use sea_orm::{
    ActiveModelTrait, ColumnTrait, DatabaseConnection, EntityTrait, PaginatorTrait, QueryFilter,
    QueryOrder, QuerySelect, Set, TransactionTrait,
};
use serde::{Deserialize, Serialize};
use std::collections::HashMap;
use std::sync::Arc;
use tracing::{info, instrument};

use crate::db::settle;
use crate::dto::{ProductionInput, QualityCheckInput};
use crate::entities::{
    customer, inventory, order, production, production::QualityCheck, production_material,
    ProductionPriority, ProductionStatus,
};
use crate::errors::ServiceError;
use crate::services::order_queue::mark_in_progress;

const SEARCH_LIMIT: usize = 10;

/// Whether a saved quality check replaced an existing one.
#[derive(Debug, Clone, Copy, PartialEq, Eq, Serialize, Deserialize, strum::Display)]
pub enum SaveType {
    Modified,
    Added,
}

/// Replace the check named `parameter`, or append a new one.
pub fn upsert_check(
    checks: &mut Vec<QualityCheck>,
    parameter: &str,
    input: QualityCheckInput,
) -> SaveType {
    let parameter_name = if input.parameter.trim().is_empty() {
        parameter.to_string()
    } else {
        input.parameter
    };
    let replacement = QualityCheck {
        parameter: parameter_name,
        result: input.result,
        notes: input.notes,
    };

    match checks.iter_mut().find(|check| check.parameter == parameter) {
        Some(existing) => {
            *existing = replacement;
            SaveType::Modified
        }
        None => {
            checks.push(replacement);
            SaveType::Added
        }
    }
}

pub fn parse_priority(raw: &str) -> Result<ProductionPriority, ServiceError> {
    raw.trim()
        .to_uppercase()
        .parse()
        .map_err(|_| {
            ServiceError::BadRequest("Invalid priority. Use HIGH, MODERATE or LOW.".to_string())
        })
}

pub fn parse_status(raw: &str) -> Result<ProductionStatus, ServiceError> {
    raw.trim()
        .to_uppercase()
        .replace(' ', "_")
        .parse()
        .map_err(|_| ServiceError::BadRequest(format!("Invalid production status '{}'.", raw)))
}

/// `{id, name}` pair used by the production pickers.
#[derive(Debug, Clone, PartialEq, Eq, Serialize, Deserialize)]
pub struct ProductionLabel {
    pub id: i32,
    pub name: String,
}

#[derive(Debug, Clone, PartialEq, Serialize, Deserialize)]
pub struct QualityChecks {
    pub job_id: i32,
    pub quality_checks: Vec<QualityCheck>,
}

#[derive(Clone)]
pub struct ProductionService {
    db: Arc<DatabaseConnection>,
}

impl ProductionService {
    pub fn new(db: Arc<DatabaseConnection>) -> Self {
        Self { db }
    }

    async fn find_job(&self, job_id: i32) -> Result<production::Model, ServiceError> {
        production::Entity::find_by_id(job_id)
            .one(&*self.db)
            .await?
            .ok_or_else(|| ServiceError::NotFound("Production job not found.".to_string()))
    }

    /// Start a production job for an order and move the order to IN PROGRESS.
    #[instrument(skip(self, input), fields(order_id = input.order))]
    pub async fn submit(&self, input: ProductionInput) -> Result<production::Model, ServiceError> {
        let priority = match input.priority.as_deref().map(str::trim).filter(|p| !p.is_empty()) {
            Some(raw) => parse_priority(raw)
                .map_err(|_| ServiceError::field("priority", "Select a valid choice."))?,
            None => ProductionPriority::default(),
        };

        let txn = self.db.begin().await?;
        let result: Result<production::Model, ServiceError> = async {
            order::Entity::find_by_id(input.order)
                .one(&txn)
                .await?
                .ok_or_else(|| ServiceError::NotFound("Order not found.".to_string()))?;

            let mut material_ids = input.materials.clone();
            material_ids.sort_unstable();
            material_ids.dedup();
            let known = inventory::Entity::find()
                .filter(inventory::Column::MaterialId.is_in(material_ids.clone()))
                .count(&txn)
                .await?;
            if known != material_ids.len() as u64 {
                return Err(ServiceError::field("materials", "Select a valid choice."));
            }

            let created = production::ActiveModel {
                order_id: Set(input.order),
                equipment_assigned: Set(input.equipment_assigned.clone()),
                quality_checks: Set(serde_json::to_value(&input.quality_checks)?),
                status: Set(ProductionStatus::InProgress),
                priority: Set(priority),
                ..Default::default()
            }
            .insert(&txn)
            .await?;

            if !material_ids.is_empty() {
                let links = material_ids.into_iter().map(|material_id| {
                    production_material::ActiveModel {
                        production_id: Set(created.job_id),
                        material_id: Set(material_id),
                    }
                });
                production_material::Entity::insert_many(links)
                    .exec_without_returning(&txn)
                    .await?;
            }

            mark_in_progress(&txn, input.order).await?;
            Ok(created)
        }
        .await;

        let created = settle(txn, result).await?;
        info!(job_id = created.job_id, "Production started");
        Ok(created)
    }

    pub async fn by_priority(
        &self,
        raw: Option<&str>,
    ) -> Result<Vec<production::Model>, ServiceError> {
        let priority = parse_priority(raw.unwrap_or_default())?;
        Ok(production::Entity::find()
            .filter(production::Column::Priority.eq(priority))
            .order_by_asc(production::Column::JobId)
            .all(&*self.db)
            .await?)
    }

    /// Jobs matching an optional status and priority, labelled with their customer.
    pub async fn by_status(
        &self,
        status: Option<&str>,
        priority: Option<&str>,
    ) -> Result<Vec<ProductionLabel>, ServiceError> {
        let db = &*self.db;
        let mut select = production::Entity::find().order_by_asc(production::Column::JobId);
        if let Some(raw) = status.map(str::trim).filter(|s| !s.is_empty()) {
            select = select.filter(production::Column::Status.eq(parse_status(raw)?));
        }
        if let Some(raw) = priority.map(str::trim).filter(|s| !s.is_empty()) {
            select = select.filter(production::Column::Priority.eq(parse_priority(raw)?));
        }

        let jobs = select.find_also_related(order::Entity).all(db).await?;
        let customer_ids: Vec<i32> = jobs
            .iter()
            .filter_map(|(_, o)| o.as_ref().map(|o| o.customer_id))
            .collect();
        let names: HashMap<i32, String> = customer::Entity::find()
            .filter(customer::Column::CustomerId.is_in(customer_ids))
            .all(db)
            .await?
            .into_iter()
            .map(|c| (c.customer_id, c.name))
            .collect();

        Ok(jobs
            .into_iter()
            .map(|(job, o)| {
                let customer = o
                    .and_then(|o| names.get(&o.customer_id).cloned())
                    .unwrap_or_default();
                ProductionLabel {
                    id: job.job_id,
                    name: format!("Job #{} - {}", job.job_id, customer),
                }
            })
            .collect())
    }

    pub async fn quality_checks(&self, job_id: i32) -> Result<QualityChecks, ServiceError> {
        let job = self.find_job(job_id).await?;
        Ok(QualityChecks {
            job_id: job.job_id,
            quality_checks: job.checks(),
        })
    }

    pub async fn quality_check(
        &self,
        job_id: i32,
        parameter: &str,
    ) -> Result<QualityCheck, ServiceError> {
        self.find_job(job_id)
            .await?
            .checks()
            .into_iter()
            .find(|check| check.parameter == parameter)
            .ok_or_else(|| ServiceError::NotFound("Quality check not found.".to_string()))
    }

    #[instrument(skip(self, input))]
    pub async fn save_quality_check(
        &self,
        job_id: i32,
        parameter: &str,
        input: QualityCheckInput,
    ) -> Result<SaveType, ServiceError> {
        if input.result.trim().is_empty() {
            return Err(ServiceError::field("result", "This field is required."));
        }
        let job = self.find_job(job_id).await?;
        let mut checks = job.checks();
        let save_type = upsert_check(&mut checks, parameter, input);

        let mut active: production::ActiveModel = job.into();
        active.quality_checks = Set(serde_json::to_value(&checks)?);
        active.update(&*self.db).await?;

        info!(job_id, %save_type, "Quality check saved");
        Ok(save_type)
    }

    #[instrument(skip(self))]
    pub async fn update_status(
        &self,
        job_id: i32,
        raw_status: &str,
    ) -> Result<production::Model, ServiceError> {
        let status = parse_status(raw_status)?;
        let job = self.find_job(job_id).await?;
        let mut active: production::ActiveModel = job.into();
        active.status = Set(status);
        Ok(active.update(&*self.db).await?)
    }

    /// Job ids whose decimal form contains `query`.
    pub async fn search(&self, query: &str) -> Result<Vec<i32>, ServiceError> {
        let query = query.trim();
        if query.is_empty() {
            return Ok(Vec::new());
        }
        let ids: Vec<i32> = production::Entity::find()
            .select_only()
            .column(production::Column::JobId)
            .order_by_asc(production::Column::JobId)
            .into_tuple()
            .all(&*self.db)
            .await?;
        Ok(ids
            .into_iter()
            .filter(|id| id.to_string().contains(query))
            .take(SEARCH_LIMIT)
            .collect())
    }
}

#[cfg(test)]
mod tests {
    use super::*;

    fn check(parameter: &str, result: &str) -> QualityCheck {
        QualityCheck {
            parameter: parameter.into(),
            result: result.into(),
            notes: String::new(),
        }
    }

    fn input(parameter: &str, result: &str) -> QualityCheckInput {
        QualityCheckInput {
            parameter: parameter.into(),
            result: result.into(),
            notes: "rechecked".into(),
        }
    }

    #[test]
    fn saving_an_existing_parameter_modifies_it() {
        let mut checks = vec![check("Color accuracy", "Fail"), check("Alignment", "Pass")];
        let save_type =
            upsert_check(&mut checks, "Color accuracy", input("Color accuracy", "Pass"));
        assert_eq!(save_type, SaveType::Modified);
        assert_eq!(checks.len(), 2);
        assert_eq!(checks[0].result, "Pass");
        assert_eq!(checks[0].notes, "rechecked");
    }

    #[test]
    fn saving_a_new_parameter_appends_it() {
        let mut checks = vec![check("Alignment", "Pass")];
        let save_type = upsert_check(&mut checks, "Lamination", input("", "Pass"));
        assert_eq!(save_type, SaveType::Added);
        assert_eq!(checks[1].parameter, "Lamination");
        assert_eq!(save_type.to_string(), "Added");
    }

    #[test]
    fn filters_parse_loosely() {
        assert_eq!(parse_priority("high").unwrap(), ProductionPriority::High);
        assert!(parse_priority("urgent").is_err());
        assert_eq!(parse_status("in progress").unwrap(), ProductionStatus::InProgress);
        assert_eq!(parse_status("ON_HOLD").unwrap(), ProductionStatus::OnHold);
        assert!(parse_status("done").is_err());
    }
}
+++++
How to complete this task »
Select and copy each line from the data that includes the word "ProductionStatus".

Result of this task »
    ProductionPriority, ProductionStatus,
pub fn parse_status(raw: &str) -> Result<ProductionStatus, ServiceError> {
                status: Set(ProductionStatus::InProgress),
        assert_eq!(parse_status("in progress").unwrap(), ProductionStatus::InProgress);
        assert_eq!(parse_status("ON_HOLD").unwrap(), ProductionStatus::OnHold);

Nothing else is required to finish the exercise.